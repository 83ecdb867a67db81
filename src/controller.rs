//! The per-character locomotion controller.
//!
//! [`SlopeController`] owns a validated config and the [`LocomotionState`]
//! record, and runs the two passes of a tick:
//!
//! - the input pass, once per rendered frame: facing, jump hold and release;
//! - the physics pass, once per fixed step: ground, end of ascent, slope,
//!   replenishment, friction and finally the velocity command.
//!
//! Neither pass touches the physics world directly. Sensing goes through
//! [`PhysicsQuery`] and the results come back as commands the caller applies.

use bevy::prelude::*;

use crate::config::{ConfigError, LocomotionConfig};
use crate::detection::{PhysicsQuery, ProbeGeometry, SensorFrame};
use crate::friction::FrictionMode;
use crate::intent::LocomotionIntent;
use crate::jump;
use crate::orientation::update_facing;
use crate::state::{Facing, LocomotionState};
use crate::velocity::{regime_velocity, MovementRegime};

/// What the input pass wants applied to the body.
#[derive(Debug, Clone, Copy, PartialEq, Default)]
pub struct InputOutcome {
    /// New facing when the character turned this frame.
    pub flipped: Option<Facing>,
    /// New body velocity when a jump started, continued or was cut.
    pub velocity: Option<Vec2>,
}

/// What the physics pass wants applied to the body.
#[derive(Debug, Clone, Copy, PartialEq)]
pub struct LocomotionCommand {
    pub regime: MovementRegime,
    /// Velocity to write, `None` to leave the body alone.
    pub velocity: Option<Vec2>,
    pub friction: FrictionMode,
}

/// Slope-aware locomotion controller component.
///
/// Add next to a [`LocomotionIntent`] and a physics body handled by the
/// active backend.
#[derive(Component, Reflect, Debug, Clone)]
#[reflect(Component)]
pub struct SlopeController {
    config: LocomotionConfig,
    state: LocomotionState,
    /// Sensed this fixed step, not yet resolved.
    #[reflect(ignore)]
    pending: Option<SensorFrame>,
    /// Last resolved frame, kept for diagnostics.
    #[reflect(ignore)]
    last_frame: Option<SensorFrame>,
    last_regime: Option<MovementRegime>,
    last_friction: Option<FrictionMode>,
}

impl Default for SlopeController {
    fn default() -> Self {
        Self::from_valid(LocomotionConfig::default())
    }
}

impl SlopeController {
    /// Create a controller after validating `config`.
    pub fn new(config: LocomotionConfig) -> Result<Self, ConfigError> {
        config.validate()?;
        Ok(Self::from_valid(config))
    }

    fn from_valid(config: LocomotionConfig) -> Self {
        Self {
            state: LocomotionState::new(&config),
            config,
            pending: None,
            last_frame: None,
            last_regime: None,
            last_friction: None,
        }
    }

    pub fn config(&self) -> &LocomotionConfig {
        &self.config
    }

    pub fn state(&self) -> &LocomotionState {
        &self.state
    }

    pub fn facing(&self) -> Facing {
        self.state.facing
    }

    /// Regime chosen on the last physics pass.
    pub fn regime(&self) -> Option<MovementRegime> {
        self.last_regime
    }

    /// Friction chosen on the last physics pass.
    pub fn friction(&self) -> Option<FrictionMode> {
        self.last_friction
    }

    /// Sensor readings used by the last physics pass.
    pub fn sensor_frame(&self) -> Option<&SensorFrame> {
        self.last_frame.as_ref()
    }

    /// Where the ground and slope probes were cast on the last physics pass.
    pub fn probe_geometry(&self) -> Option<ProbeGeometry> {
        self.last_frame.map(|frame| frame.geometry)
    }

    /// Run the input pass.
    ///
    /// `dt` is the frame delta, `velocity` the body's current velocity.
    pub fn input_pass(
        &mut self,
        intent: &mut LocomotionIntent,
        dt: f32,
        velocity: Vec2,
    ) -> InputOutcome {
        let state = &mut self.state;
        state.horizontal_input = intent.horizontal;

        let flipped = update_facing(state);
        let velocity = if intent.jump_held {
            jump::hold(state, &self.config, dt, velocity)
        } else if intent.jump_released() {
            jump::release(state, &self.config, velocity)
        } else {
            None
        };
        intent.latch();

        InputOutcome { flipped, velocity }
    }

    /// Probe the world around feet at `feet` and stage the readings for the
    /// next [`resolve`](Self::resolve).
    pub fn sense<Q: PhysicsQuery + ?Sized>(&mut self, query: &Q, feet: Vec2) {
        let frame = SensorFrame::sense(query, &self.config, feet, self.state.facing.forward());
        self.pending = Some(frame);
    }

    /// Stage readings produced elsewhere, e.g. by a backend sensor system.
    pub fn set_sensor_frame(&mut self, frame: SensorFrame) {
        self.pending = Some(frame);
    }

    /// Run the physics pass on the staged readings.
    ///
    /// Returns `None` when nothing was sensed since the last pass.
    pub fn resolve(&mut self, velocity: Vec2) -> Option<LocomotionCommand> {
        let frame = self.pending.take()?;
        Some(self.resolve_frame(frame, velocity))
    }

    /// Sense and resolve in one step.
    pub fn step<Q: PhysicsQuery + ?Sized>(
        &mut self,
        query: &Q,
        feet: Vec2,
        velocity: Vec2,
    ) -> LocomotionCommand {
        self.pending = None;
        let frame = SensorFrame::sense(query, &self.config, feet, self.state.facing.forward());
        self.resolve_frame(frame, velocity)
    }

    fn resolve_frame(&mut self, frame: SensorFrame, velocity: Vec2) -> LocomotionCommand {
        let config = &self.config;
        let state = &mut self.state;

        state.is_grounded = frame.grounded;
        jump::end_ascent(state, velocity.y);
        frame.slope.apply(state, config);
        jump::replenish(state, config);
        state.refresh_falling();

        let friction = FrictionMode::select(state);
        let regime = MovementRegime::select(state);
        let command = regime_velocity(regime, state, config, velocity);
        state.velocity_command = command;

        if self.last_regime != Some(regime) {
            debug!(?regime, grounded = state.is_grounded, "movement regime changed");
        }
        if self.last_friction != Some(friction) {
            trace!(?friction, "friction changed");
        }
        self.last_regime = Some(regime);
        self.last_friction = Some(friction);
        self.last_frame = Some(frame);

        LocomotionCommand {
            regime,
            velocity: command,
            friction,
        }
    }
}
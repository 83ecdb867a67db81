//! Locomotion state record and state marker components.
//!
//! [`LocomotionState`] is the single mutable record every resolver reads and
//! writes during a tick. The marker components mirror parts of it onto the
//! entity so gameplay code can filter queries with `With<Grounded>` and friends.

use bevy::prelude::*;

use crate::config::LocomotionConfig;

/// Horizontal facing of a character.
#[derive(Reflect, Debug, Clone, Copy, PartialEq, Eq, Default)]
pub enum Facing {
    #[default]
    Right,
    Left,
}

impl Facing {
    /// Sign of the forward axis (`1.0` right, `-1.0` left).
    #[inline]
    pub fn sign(self) -> f32 {
        match self {
            Facing::Right => 1.0,
            Facing::Left => -1.0,
        }
    }

    /// World-space forward direction.
    #[inline]
    pub fn forward(self) -> Vec2 {
        Vec2::X * self.sign()
    }

    /// The opposite facing.
    #[inline]
    pub fn flipped(self) -> Self {
        match self {
            Facing::Right => Facing::Left,
            Facing::Left => Facing::Right,
        }
    }
}

/// Jump phase derived from the state flags. Never stored.
#[derive(Debug, Clone, Copy, PartialEq, Eq)]
pub enum JumpPhase {
    Grounded,
    Jumping,
    Falling,
}

/// Per-character locomotion record, mutated once per tick.
///
/// Only `facing` and the jump resources (`can_jump`, `jump_count`,
/// `jump_time_remaining`) carry memory across ticks; every other field is
/// recomputed from fresh input and sensor readings.
#[derive(Reflect, Debug, Clone, PartialEq)]
pub struct LocomotionState {
    // === Input ===
    pub facing: Facing,
    /// Horizontal input in `[-1, 1]`.
    pub horizontal_input: f32,

    // === Ground ===
    pub is_grounded: bool,

    // === Slope ===
    pub is_on_slope: bool,
    /// Degrees between the ground normal under the feet and world-up.
    pub slope_down_angle: f32,
    /// Degrees between the forward/backward probe normal and world-up.
    pub slope_side_angle: f32,
    /// Down-angle measured on the previous tick.
    pub last_slope_angle: f32,
    pub can_walk_on_slope: bool,
    /// Unit tangent of the ground under the feet.
    pub slope_normal_perp: Vec2,

    // === Jumping ===
    pub is_jumping: bool,
    pub is_falling: bool,
    pub can_jump: bool,
    pub jump_count: u32,
    /// Seconds of hold-to-rise left in the current jump.
    pub jump_time_remaining: f32,

    // === Output ===
    /// Velocity issued on the last physics tick, `None` when no rule fired.
    pub velocity_command: Option<Vec2>,
}

impl LocomotionState {
    /// Fresh state with jump resources at their configured maxima.
    pub fn new(config: &LocomotionConfig) -> Self {
        Self {
            facing: Facing::Right,
            horizontal_input: 0.0,
            is_grounded: false,
            is_on_slope: false,
            slope_down_angle: 0.0,
            slope_side_angle: 0.0,
            last_slope_angle: 0.0,
            can_walk_on_slope: true,
            slope_normal_perp: Vec2::NEG_X,
            is_jumping: false,
            is_falling: false,
            can_jump: true,
            jump_count: config.max_jump_count,
            jump_time_remaining: config.max_jump_time,
            velocity_command: None,
        }
    }

    /// Current jump phase.
    pub fn jump_phase(&self) -> JumpPhase {
        if self.is_jumping {
            JumpPhase::Jumping
        } else if self.is_grounded {
            JumpPhase::Grounded
        } else {
            JumpPhase::Falling
        }
    }

    /// Recompute `is_falling` from the grounded and jumping flags.
    #[inline]
    pub(crate) fn refresh_falling(&mut self) {
        self.is_falling = !self.is_grounded && !self.is_jumping;
    }
}

impl Default for LocomotionState {
    fn default() -> Self {
        Self::new(&LocomotionConfig::default())
    }
}

/// Marker component indicating the character is grounded.
#[derive(Component, Reflect, Debug, Clone, Copy, Default)]
#[reflect(Component)]
pub struct Grounded;

/// Marker component indicating the character is airborne.
///
/// Mutually exclusive with [`Grounded`].
#[derive(Component, Reflect, Debug, Clone, Copy, Default)]
#[reflect(Component)]
pub struct Airborne;

/// Marker component indicating the character stands on a slope.
///
/// Carries the measured down-angle and whether it is walkable.
#[derive(Component, Reflect, Debug, Clone, Copy, Default, PartialEq)]
#[reflect(Component)]
pub struct OnSlope {
    /// Degrees from world-up.
    pub angle: f32,
    pub walkable: bool,
}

==========

◆ Exercise brief ◆
From the material above, set down exactly the lines between the line holding "state.horizontal_input = intent.horizontal;" and the line holding "backend sensor system.", inclusive. Include nothing else.

◆ Exercise solution ◆
        state.horizontal_input = intent.horizontal;

        let flipped = update_facing(state);
        let velocity = if intent.jump_held {
            jump::hold(state, &self.config, dt, velocity)
        } else if intent.jump_released() {
            jump::release(state, &self.config, velocity)
        } else {
            None
        };
        intent.latch();

        InputOutcome { flipped, velocity }
    }

    /// Probe the world around feet at `feet` and stage the readings for the
    /// next [`resolve`](Self::resolve).
    pub fn sense<Q: PhysicsQuery + ?Sized>(&mut self, query: &Q, feet: Vec2) {
        let frame = SensorFrame::sense(query, &self.config, feet, self.state.facing.forward());
        self.pending = Some(frame);
    }

    /// Stage readings produced elsewhere, e.g. by a backend sensor system.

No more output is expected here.